Thari melotot pada ibunya yang sedang cuek
membaca majalah di belakangnya. Entah tahu dari mana ibunya tentang Adi. Pasti Dewi yang mengadukan, batin Thari
kesal. Kembarannya yang satu itu, sepertinya memang perlu disumpal mulutnya.
Meski harus diakui bahwa Dewi jauh lebih pendiam, tapi justru itu yang
membuatnya menyeramkan. Kalau Dewi berbicara, yang keluar dari mulutnya pasti
hal-hal yang tidak enak didengar. Dewi si Mulut Maut, begitu Thari
menjulukinya. Padahal, Dewi hanya kelewat jujur saja.
“Hm?” gumam ibunya setelah beberapa saat
dipandangi Thari.
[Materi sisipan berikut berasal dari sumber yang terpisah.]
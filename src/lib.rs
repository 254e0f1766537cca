mod app;
mod bindings;
mod builtin;
mod cli;
mod dom;
mod markup;
mod notify;
mod rating;
mod reveal;
mod runtime;
mod samples;
mod search;
mod storage;
mod style;
mod submit;
mod theme;
mod timers;

use std::time::Duration;

use anyhow::Context as _;
use cli::Args;

pub use app::{App, UiEvent};
pub use bindings::{Bindings, RatingBinding, SearchBinding, Selectors};
pub use cli::{Args as CliArgs, RateArg};
pub use dom::Page;
pub use notify::{LIFETIME as NOTIFICATION_LIFETIME, Severity};
pub use rating::StarRating;
pub use reveal::{
    IntersectionEntry, IntersectionWatcher, Layout, Rect, RootMargin, ScrollAnimator,
    StackedLayout,
};
pub use runtime::UiRuntime;
pub use samples::SampleTitlePicker;
pub use search::{SearchFormEnhancer, SuggestionHook};
pub use storage::{FileStorage, MemoryStorage, Storage};
pub use submit::{RateRequest, RateResponse, RatingClient, SubmitOutcome};
pub use theme::{DARK_THEME_CLASS, THEME_KEY, Theme};
pub use timers::Debouncer;

pub mod element {
    pub use crate::dom::{
        add_class, attr, classes, first_within, has_attr, has_class, inner_html, remove_class,
        select_within, set_attr, style,
    };
}

pub use markup::{DemoManga, demo_page};

const CARD_HEIGHT: f64 = 320.0;
const CARD_GAP: f64 = 24.0;
const VIEWPORT_WIDTH: f64 = 1280.0;
const SETTLE_MARGIN: Duration = Duration::from_millis(50);

pub async fn run(args: Args) -> anyhow::Result<()> {
    tokio::task::LocalSet::new().run_until(drive(args)).await
}

async fn drive(args: Args) -> anyhow::Result<()> {
    let html = std::fs::read_to_string(&args.input)
        .with_context(|| format!("read {}", args.input.display()))?;
    let page = Page::parse(&html);

    let storage: Box<dyn Storage> = match &args.storage {
        Some(path) => Box::new(FileStorage::open(path)?),
        None => Box::new(MemoryStorage::new()),
    };
    let selectors = match &args.selectors {
        Some(path) => Selectors::from_json_file(path)?,
        None => Selectors::default(),
    };
    let client = RatingClient::new(&args.api_base, &args.user_agent)?;

    let mut app = App::new(page, storage, client, selectors);
    app.initialize();

    if let Some(message) = &args.notify {
        app.show_notification(message, Severity::from(args.severity.as_str()));
    }

    if args.toggle_theme {
        let theme = app.toggle_theme();
        tracing::info!(theme = theme.as_str(), "theme toggled");
    }

    if let Some(index) = args.pick_sample {
        let title = app
            .samples()
            .and_then(|s| s.titles().get(index).cloned())
            .with_context(|| format!("no sample title at index {}", index))?;
        if !app.dispatch(&title, UiEvent::Click) {
            tracing::warn!(index, "no search input to fill");
        }
    }

    for rate in &args.rate {
        rate_one(&app, rate).await?;
    }

    if let Some(scroll_y) = args.scroll_y {
        let layout = StackedLayout::new(app.cards(), 0.0, CARD_HEIGHT, CARD_GAP, VIEWPORT_WIDTH);
        let viewport = Rect::new(0.0, scroll_y, VIEWPORT_WIDTH, args.viewport_height);
        let revealed = app.scroll(&viewport, &layout);
        tracing::info!(scroll_y, revealed, "cards revealed");
    }

    let timers_started =
        args.notify.is_some() || args.pick_sample.is_some() || !args.rate.is_empty();
    if timers_started && !args.snapshot {
        // The longest chain is a notification's lifetime plus its exit animation.
        tokio::time::sleep(notify::LIFETIME + notify::EXIT_ANIMATION + SETTLE_MARGIN).await;
    }

    let out = app.page().to_html()?;
    match &args.out {
        Some(path) => {
            if let Some(parent) = path.parent() {
                if !parent.as_os_str().is_empty() {
                    std::fs::create_dir_all(parent)
                        .with_context(|| format!("create {}", parent.display()))?;
                }
            }
            std::fs::write(path, out).with_context(|| format!("write {}", path.display()))?;
        }
        None => println!("{}", out),
    }
    Ok(())
}

async fn rate_one(app: &App, rate: &RateArg) -> anyhow::Result<()> {
    match app.widget(&rate.manga_id) {
        Some(widget) => {
            if rate.stars as usize > widget.star_count() {
                anyhow::bail!(
                    "manga {} has {} stars; cannot rate {}",
                    rate.manga_id,
                    widget.star_count(),
                    rate.stars
                );
            }
            widget.click(rate.stars);
        }
        None => tracing::warn!(manga_id = %rate.manga_id, "no rating widget for manga"),
    }

    let control = app
        .page()
        .find_by_attr("data-rate-for", &rate.manga_id)
        .with_context(|| format!("no rate control for manga {}", rate.manga_id))?;

    match app.submit_rating(&rate.manga_id, &control).await {
        SubmitOutcome::Accepted => {
            tracing::info!(manga_id = %rate.manga_id, stars = rate.stars, "rating accepted")
        }
        SubmitOutcome::MissingRating => {
            tracing::warn!(manga_id = %rate.manga_id, "no rating committed; nothing sent")
        }
        SubmitOutcome::Failed(reason) => {
            tracing::warn!(manga_id = %rate.manga_id, %reason, "rating rejected")
        }
    }
    Ok(())
}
Ia masih memusatkan seluruh perhatiannya pada novelet yang
ada di majalah itu (Thari sih tidak
suka; “Terlalu menye-menye,” katanya).
“Ada apa?” tanya ibunya kalem.
Thari hanya bisa menghela napas melihat
reaksi tenang ibunya. Ia tidak boleh kalah tenang dengan ibunya. Aura
ketenangan yang selalu dipancarkan oleh ibunya itu sering kali membuatnya ragu
apakah dirinya benar-benar anak ibunya. Thari tidak bisa tenang begitu. Hal
sekecil apa pun bisa membuatnya merona dengan mudah. Kalau sudah begitu,
biasanya mulutnya akan membuka-tutup seakan ingin berkata sesuatu, tapi semua
kata-katanya hilang ditelan udara.
Ini yang membuat Adi senang sekali
menjahilinya. Thari, dengan segala kekanak-kanakannya, tentu saja membalas
kejahilan Adi. Duh, seorang Bethari Anjali,
pasrah saat dijahili? Tidak mungkin! Setelah merona ria, Thari akan selalu
mencari kesempatan yang tepat untuk balas dendam.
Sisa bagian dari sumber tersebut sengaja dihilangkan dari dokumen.